このバックウオーター現象は、2018年の西日本豪雨で大きな被害を出した岡山県倉敷市の真備地区や、5年前の関東東北豪雨での鬼怒川の決壊などで大きな水害の要因になってきました。

 ところが、飛騨川のバックウオーター現象には別の特徴がありました。

田代特任教授:
「飛騨川そのもののバックウオーターと、飛騨川と白川の合流による白川側から見たバックウオーターと、2つの河川でのバックウオーターが(飛騨川の狭窄部をきっかけに)起こったと考えられます」

河川工学が専門の名古屋大学・田代特任教授は、発生翌日に現地を視察し、合流地点の下流にある飛騨川の地形に注目しました。

田代特任教授:
「このあたりは、飛水峡と呼ばれる渓谷区間が、かなり長く続いている。(大雨の後など)非常にたくさんの水が一度に押し寄せる状況になると、水位が高まった時に流れられる場所が、周辺が開けた環境の時に比べると大分少なくなる。水が流れにくくなって、水位が上昇してしまう。いわゆるバックウオーターが起きる」

 今回、2つの川の合流地点からさらに下流の飛騨川の様子。両岸に山や岸が迫る地形が続きます。

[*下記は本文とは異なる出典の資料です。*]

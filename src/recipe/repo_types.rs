use rust_decimal::Decimal;
use serde::Serialize;
use sqlx::FromRow;
use uuid::Uuid;

/// The two per-user catalogs a recipe can link to.
#[derive(Debug, Clone, Copy, PartialEq, Eq, Hash)]
pub enum CatalogKind {
    Tag,
    Ingredient,
}

impl CatalogKind {
    pub fn table(self) -> &'static str {
        match self {
            CatalogKind::Tag => "tags",
            CatalogKind::Ingredient => "ingredients",
        }
    }

    /// Association table joining recipes to this catalog.
    pub fn link_table(self) -> &'static str {
        match self {
            CatalogKind::Tag => "recipe_tags",
            CatalogKind::Ingredient => "recipe_ingredients",
        }
    }

    pub fn link_column(self) -> &'static str {
        match self {
            CatalogKind::Tag => "tag_id",
            CatalogKind::Ingredient => "ingredient_id",
        }
    }

    /// Name of the recipe payload field carrying ids of this kind.
    pub fn field(self) -> &'static str {
        match self {
            CatalogKind::Tag => "tags",
            CatalogKind::Ingredient => "ingredients",
        }
    }
}

/// A Tag or an Ingredient row.
#[derive(Debug, Clone, PartialEq, Eq, Serialize, FromRow)]
pub struct CatalogItem {
    pub id: i64,
    pub user_id: Uuid,
    pub name: String,
}

#[derive(Debug, Clone, Copy)]
pub struct CatalogFilter {
    pub user_id: Uuid,
    /// Only items linked from at least one of the owner's recipes.
    pub assigned_only: bool,
}

#[derive(Debug, Clone, FromRow)]
pub struct Recipe {
    pub id: i64,
    pub user_id: Uuid,
    pub title: String,
    pub time_minutes: i32,
    pub price: Decimal,
    pub link: String,
    pub tags: Vec<i64>,        // sorted, unique
    pub ingredients: Vec<i64>, // sorted, unique
}

#[derive(Debug, Clone, Default)]
pub struct RecipeFilter {
    pub user_id: Uuid,
    pub tags: Option<Vec<i64>>,
    pub ingredients: Option<Vec<i64>>,
}

#[derive(Debug, Clone)]
pub struct NewRecipe {
    pub title: String,
    pub time_minutes: i32,
    pub price: Decimal,
    pub link: String,
    pub tags: Vec<i64>,
    pub ingredients: Vec<i64>,
}

/// Partial update; `Some` associations replace the stored set.
#[derive(Debug, Clone, Default)]
pub struct RecipeChanges {
    pub title: Option<String>,
    pub time_minutes: Option<i32>,
    pub price: Option<Decimal>,
    pub link: Option<String>,
    pub tags: Option<Vec<i64>>,
    pub ingredients: Option<Vec<i64>>,
}

impl From<NewRecipe> for RecipeChanges {
    fn from(r: NewRecipe) -> Self {
        Self {
            title: Some(r.title),
            time_minutes: Some(r.time_minutes),
            price: Some(r.price),
            link: Some(r.link),
            tags: Some(r.tags),
            ingredients: Some(r.ingredients),
        }
    }
}
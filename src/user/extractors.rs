use axum::{async_trait, extract::FromRequestParts, http::request::Parts};
use uuid::Uuid;

use crate::{error::AppError, state::AppState, user::services::authenticate};

/// Resolves the `Authorization: Token <key>` header to the caller's user id.
/// `Bearer <key>` is accepted as well; the scheme is case-insensitive.
pub struct AuthUser(pub Uuid);

#[async_trait]
impl FromRequestParts<AppState> for AuthUser {
    type Rejection = AppError;

    async fn from_request_parts(
        parts: &mut Parts,
        state: &AppState,
    ) -> Result<Self, Self::Rejection> {
        let header = parts
            .headers
            .get(axum::http::header::AUTHORIZATION)
            .and_then(|h| h.to_str().ok())
            .ok_or(AppError::Unauthorized(
                "Authentication credentials were not provided.",
            ))?;

        let key = header
            .split_once(' ')
            .filter(|(scheme, _)| {
                scheme.eq_ignore_ascii_case("token") || scheme.eq_ignore_ascii_case("bearer")
            })
            .map(|(_, key)| key.trim())
            .filter(|k| !k.is_empty())
            .ok_or(AppError::Unauthorized("Invalid token header."))?;

        let user_id = authenticate(state.store.as_ref(), key).await?;
        Ok(AuthUser(user_id))
    }
}
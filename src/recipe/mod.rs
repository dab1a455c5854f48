mod dto;
pub mod handlers;
pub mod repo_types;
pub mod services;

use crate::state::AppState;
use axum::Router;

pub fn router() -> Router<AppState> {
    Router::new()
        .merge(handlers::catalog_routes())
        .merge(handlers::recipe_routes())
}
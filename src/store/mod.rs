//! Persistence seam. Business rules live in the `user` and `recipe`
//! services; implementations here only read and write rows.

use async_trait::async_trait;
use thiserror::Error;
use uuid::Uuid;

use crate::recipe::repo_types::{
    CatalogFilter, CatalogItem, CatalogKind, NewRecipe, Recipe, RecipeChanges, RecipeFilter,
};
use crate::user::repo_types::{AuthToken, NewUser, User, UserChanges};

mod memory;
mod postgres;

pub use memory::MemoryStore;
pub use postgres::PgStore;

#[derive(Debug, Error)]
pub enum StoreError {
    /// A unique constraint rejected the write.
    #[error("unique constraint violated: {0}")]
    Conflict(String),

    #[error("database error: {0}")]
    Database(#[from] sqlx::Error),
}

#[async_trait]
pub trait Store: Send + Sync {
    async fn insert_user(&self, user: NewUser) -> Result<User, StoreError>;
    async fn find_user_by_email(&self, email: &str) -> Result<Option<User>, StoreError>;
    async fn find_user_by_id(&self, id: Uuid) -> Result<Option<User>, StoreError>;
    async fn update_user(&self, id: Uuid, changes: UserChanges)
        -> Result<Option<User>, StoreError>;

    /// Returns the user's token, storing `candidate_key` only when none exists yet.
    async fn get_or_create_token(
        &self,
        user_id: Uuid,
        candidate_key: &str,
    ) -> Result<AuthToken, StoreError>;
    async fn find_token(&self, key: &str) -> Result<Option<AuthToken>, StoreError>;

    /// Owner's items ordered by name descending, then id descending.
    async fn list_catalog(
        &self,
        kind: CatalogKind,
        filter: CatalogFilter,
    ) -> Result<Vec<CatalogItem>, StoreError>;
    async fn insert_catalog_item(
        &self,
        kind: CatalogKind,
        user_id: Uuid,
        name: &str,
    ) -> Result<CatalogItem, StoreError>;
    /// Unscoped lookup ordered by id; ids that do not exist are skipped.
    async fn catalog_items_by_ids(
        &self,
        kind: CatalogKind,
        ids: &[i64],
    ) -> Result<Vec<CatalogItem>, StoreError>;

    /// Owner's recipes ordered by id descending.
    async fn list_recipes(&self, filter: &RecipeFilter) -> Result<Vec<Recipe>, StoreError>;
    async fn find_recipe(&self, user_id: Uuid, id: i64) -> Result<Option<Recipe>, StoreError>;
    async fn insert_recipe(&self, user_id: Uuid, recipe: NewRecipe) -> Result<Recipe, StoreError>;
    async fn update_recipe(
        &self,
        user_id: Uuid,
        id: i64,
        changes: RecipeChanges,
    ) -> Result<Option<Recipe>, StoreError>;
    async fn delete_recipe(&self, user_id: Uuid, id: i64) -> Result<bool, StoreError>;
}
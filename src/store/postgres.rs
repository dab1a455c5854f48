use anyhow::Context;
use async_trait::async_trait;
use sqlx::{PgPool, Postgres, Transaction};
use uuid::Uuid;

use super::{Store, StoreError};
use crate::recipe::repo_types::{
    CatalogFilter, CatalogItem, CatalogKind, NewRecipe, Recipe, RecipeChanges, RecipeFilter,
};
use crate::user::repo_types::{AuthToken, NewUser, User, UserChanges};

const USER_COLUMNS: &str =
    "id, email, password_hash, name, is_active, is_staff, is_superuser, created_at";

const RECIPE_SELECT: &str = r#"
    SELECT r.id, r.user_id, r.title, r.time_minutes, r.price, r.link,
           ARRAY(SELECT rt.tag_id FROM recipe_tags rt
                  WHERE rt.recipe_id = r.id ORDER BY rt.tag_id) AS tags,
           ARRAY(SELECT ri.ingredient_id FROM recipe_ingredients ri
                  WHERE ri.recipe_id = r.id ORDER BY ri.ingredient_id) AS ingredients
      FROM recipes r
"#;

#[derive(Clone)]
pub struct PgStore {
    db: PgPool,
}

impl PgStore {
    pub fn new(db: PgPool) -> Self {
        Self { db }
    }

    pub async fn migrate(&self) -> anyhow::Result<()> {
        sqlx::migrate!("./migrations")
            .run(&self.db)
            .await
            .context("run migrations")?;
        Ok(())
    }
}

fn map_unique(e: sqlx::Error) -> StoreError {
    if let sqlx::Error::Database(db) = &e {
        if db.is_unique_violation() {
            return StoreError::Conflict(db.constraint().unwrap_or("unique").to_string());
        }
    }
    StoreError::Database(e)
}

async fn replace_links(
    tx: &mut Transaction<'_, Postgres>,
    kind: CatalogKind,
    recipe_id: i64,
    ids: &[i64],
) -> Result<(), StoreError> {
    let delete = format!("DELETE FROM {} WHERE recipe_id = $1", kind.link_table());
    sqlx::query(&delete).bind(recipe_id).execute(&mut **tx).await?;

    if ids.is_empty() {
        return Ok(());
    }
    let insert = format!(
        "INSERT INTO {} (recipe_id, {}) SELECT $1, UNNEST($2::BIGINT[]) ON CONFLICT DO NOTHING",
        kind.link_table(),
        kind.link_column()
    );
    sqlx::query(&insert)
        .bind(recipe_id)
        .bind(ids)
        .execute(&mut **tx)
        .await?;
    Ok(())
}

#[async_trait]
impl Store for PgStore {
    async fn insert_user(&self, user: NewUser) -> Result<User, StoreError> {
        let sql = format!(
            r#"
            INSERT INTO users (id, email, password_hash, name, is_active, is_staff, is_superuser)
            VALUES ($1, $2, $3, $4, $5, $6, $7)
            RETURNING {USER_COLUMNS}
            "#
        );
        sqlx::query_as::<_, User>(&sql)
            .bind(user.id)
            .bind(&user.email)
            .bind(&user.password_hash)
            .bind(&user.name)
            .bind(user.is_active)
            .bind(user.is_staff)
            .bind(user.is_superuser)
            .fetch_one(&self.db)
            .await
            .map_err(map_unique)
    }

    async fn find_user_by_email(&self, email: &str) -> Result<Option<User>, StoreError> {
        let sql = format!("SELECT {USER_COLUMNS} FROM users WHERE email = $1");
        let user = sqlx::query_as::<_, User>(&sql)
            .bind(email)
            .fetch_optional(&self.db)
            .await?;
        Ok(user)
    }

    async fn find_user_by_id(&self, id: Uuid) -> Result<Option<User>, StoreError> {
        let sql = format!("SELECT {USER_COLUMNS} FROM users WHERE id = $1");
        let user = sqlx::query_as::<_, User>(&sql)
            .bind(id)
            .fetch_optional(&self.db)
            .await?;
        Ok(user)
    }

    async fn update_user(
        &self,
        id: Uuid,
        changes: UserChanges,
    ) -> Result<Option<User>, StoreError> {
        let sql = format!(
            r#"
            UPDATE users
               SET email = COALESCE($2, email),
                   name = COALESCE($3, name),
                   password_hash = COALESCE($4, password_hash)
             WHERE id = $1
            RETURNING {USER_COLUMNS}
            "#
        );
        sqlx::query_as::<_, User>(&sql)
            .bind(id)
            .bind(changes.email)
            .bind(changes.name)
            .bind(changes.password_hash)
            .fetch_optional(&self.db)
            .await
            .map_err(map_unique)
    }

    async fn get_or_create_token(
        &self,
        user_id: Uuid,
        candidate_key: &str,
    ) -> Result<AuthToken, StoreError> {
        sqlx::query(
            r#"
            INSERT INTO auth_tokens (key, user_id)
            VALUES ($1, $2)
            ON CONFLICT (user_id) DO NOTHING
            "#,
        )
        .bind(candidate_key)
        .bind(user_id)
        .execute(&self.db)
        .await?;

        let token = sqlx::query_as::<_, AuthToken>(
            r#"SELECT key, user_id, created_at FROM auth_tokens WHERE user_id = $1"#,
        )
        .bind(user_id)
        .fetch_one(&self.db)
        .await?;
        Ok(token)
    }

    async fn find_token(&self, key: &str) -> Result<Option<AuthToken>, StoreError> {
        let token = sqlx::query_as::<_, AuthToken>(
            r#"SELECT key, user_id, created_at FROM auth_tokens WHERE key = $1"#,
        )
        .bind(key)
        .fetch_optional(&self.db)
        .await?;
        Ok(token)
    }

    async fn list_catalog(
        &self,
        kind: CatalogKind,
        filter: CatalogFilter,
    ) -> Result<Vec<CatalogItem>, StoreError> {
        let sql = format!(
            r#"
            SELECT c.id, c.user_id, c.name
              FROM {table} c
             WHERE c.user_id = $1
               AND (NOT $2 OR EXISTS (
                        SELECT 1
                          FROM {link} l
                          JOIN recipes r ON r.id = l.recipe_id
                         WHERE l.{column} = c.id AND r.user_id = $1))
             ORDER BY c.name DESC, c.id DESC
            "#,
            table = kind.table(),
            link = kind.link_table(),
            column = kind.link_column(),
        );
        let rows = sqlx::query_as::<_, CatalogItem>(&sql)
            .bind(filter.user_id)
            .bind(filter.assigned_only)
            .fetch_all(&self.db)
            .await?;
        Ok(rows)
    }

    async fn insert_catalog_item(
        &self,
        kind: CatalogKind,
        user_id: Uuid,
        name: &str,
    ) -> Result<CatalogItem, StoreError> {
        let sql = format!(
            "INSERT INTO {} (user_id, name) VALUES ($1, $2) RETURNING id, user_id, name",
            kind.table()
        );
        let item = sqlx::query_as::<_, CatalogItem>(&sql)
            .bind(user_id)
            .bind(name)
            .fetch_one(&self.db)
            .await?;
        Ok(item)
    }

    async fn catalog_items_by_ids(
        &self,
        kind: CatalogKind,
        ids: &[i64],
    ) -> Result<Vec<CatalogItem>, StoreError> {
        if ids.is_empty() {
            return Ok(Vec::new());
        }
        let sql = format!(
            "SELECT id, user_id, name FROM {} WHERE id = ANY($1) ORDER BY id",
            kind.table()
        );
        let rows = sqlx::query_as::<_, CatalogItem>(&sql)
            .bind(ids)
            .fetch_all(&self.db)
            .await?;
        Ok(rows)
    }

    async fn list_recipes(&self, filter: &RecipeFilter) -> Result<Vec<Recipe>, StoreError> {
        let sql = format!(
            r#"
            {RECIPE_SELECT}
             WHERE r.user_id = $1
               AND ($2::BIGINT[] IS NULL OR EXISTS (
                        SELECT 1 FROM recipe_tags rt
                         WHERE rt.recipe_id = r.id AND rt.tag_id = ANY($2)))
               AND ($3::BIGINT[] IS NULL OR EXISTS (
                        SELECT 1 FROM recipe_ingredients ri
                         WHERE ri.recipe_id = r.id AND ri.ingredient_id = ANY($3)))
             ORDER BY r.id DESC
            "#
        );
        let rows = sqlx::query_as::<_, Recipe>(&sql)
            .bind(filter.user_id)
            .bind(filter.tags.as_deref())
            .bind(filter.ingredients.as_deref())
            .fetch_all(&self.db)
            .await?;
        Ok(rows)
    }

    async fn find_recipe(&self, user_id: Uuid, id: i64) -> Result<Option<Recipe>, StoreError> {
        let sql = format!("{RECIPE_SELECT} WHERE r.id = $1 AND r.user_id = $2");
        let recipe = sqlx::query_as::<_, Recipe>(&sql)
            .bind(id)
            .bind(user_id)
            .fetch_optional(&self.db)
            .await?;
        Ok(recipe)
    }

    async fn insert_recipe(&self, user_id: Uuid, recipe: NewRecipe) -> Result<Recipe, StoreError> {
        let mut tx = self.db.begin().await?;
        let (id,) = sqlx::query_as::<_, (i64,)>(
            r#"
            INSERT INTO recipes (user_id, title, time_minutes, price, link)
            VALUES ($1, $2, $3, $4, $5)
            RETURNING id
            "#,
        )
        .bind(user_id)
        .bind(&recipe.title)
        .bind(recipe.time_minutes)
        .bind(recipe.price)
        .bind(&recipe.link)
        .fetch_one(&mut *tx)
        .await?;

        replace_links(&mut tx, CatalogKind::Tag, id, &recipe.tags).await?;
        replace_links(&mut tx, CatalogKind::Ingredient, id, &recipe.ingredients).await?;
        tx.commit().await?;

        let sql = format!("{RECIPE_SELECT} WHERE r.id = $1");
        let created = sqlx::query_as::<_, Recipe>(&sql)
            .bind(id)
            .fetch_one(&self.db)
            .await?;
        Ok(created)
    }

    async fn update_recipe(
        &self,
        user_id: Uuid,
        id: i64,
        changes: RecipeChanges,
    ) -> Result<Option<Recipe>, StoreError> {
        let mut tx = self.db.begin().await?;
        let updated = sqlx::query_as::<_, (i64,)>(
            r#"
            UPDATE recipes
               SET title = COALESCE($3, title),
                   time_minutes = COALESCE($4, time_minutes),
                   price = COALESCE($5, price),
                   link = COALESCE($6, link)
             WHERE id = $1 AND user_id = $2
            RETURNING id
            "#,
        )
        .bind(id)
        .bind(user_id)
        .bind(changes.title)
        .bind(changes.time_minutes)
        .bind(changes.price)
        .bind(changes.link)
        .fetch_optional(&mut *tx)
        .await?;

        if updated.is_none() {
            return Ok(None);
        }
        if let Some(tags) = &changes.tags {
            replace_links(&mut tx, CatalogKind::Tag, id, tags).await?;
        }
        if let Some(ingredients) = &changes.ingredients {
            replace_links(&mut tx, CatalogKind::Ingredient, id, ingredients).await?;
        }
        tx.commit().await?;

        self.find_recipe(user_id, id).await
    }

    async fn delete_recipe(&self, user_id: Uuid, id: i64) -> Result<bool, StoreError> {
        let result = sqlx::query(r#"DELETE FROM recipes WHERE id = $1 AND user_id = $2"#)
            .bind(id)
            .bind(user_id)
            .execute(&self.db)
            .await?;
        Ok(result.rows_affected() > 0)
    }
}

この辺り一帯は「飛水峡」と呼ばれる飛騨川屈指の景勝地、上流部より川幅が狭くなった地形が10キロ以上にわたって続いています。

田代特任教授の分析では川の流量が上昇し、まずはこの飛水峡のすぐ上流でバックウォーター現象が発生。合流地点の水位が上昇したため白川の水が飛騨川に流れず、そこでまたバックウォーター現象が起きることに。

つまり2つのバックウォーター現象により、合流地点付近の白川から水があふれたと見られています。

 こうした現象はデータにも現れていました。飛騨川の水の勢いで横を走る国道がえぐり取られるなどの被害が出た下呂市の上呂地区。

2つの地点の水位の変化を比較すると、上流にある上呂地区に比べ白川町の水位の上昇幅が大きくなっているのがわかります。

田代特任教授もデータを見て、「この高まりはバックウオーター、飛水峡によるバックウオーターの影響出ていると思われる」と説明しています。

 過去の水害でもたびたび起きていたバックウォーター現象。田代特任教授は、今後も雨の降り方や川の水位次第で再び起きる可能性はあると警戒を呼びかけています。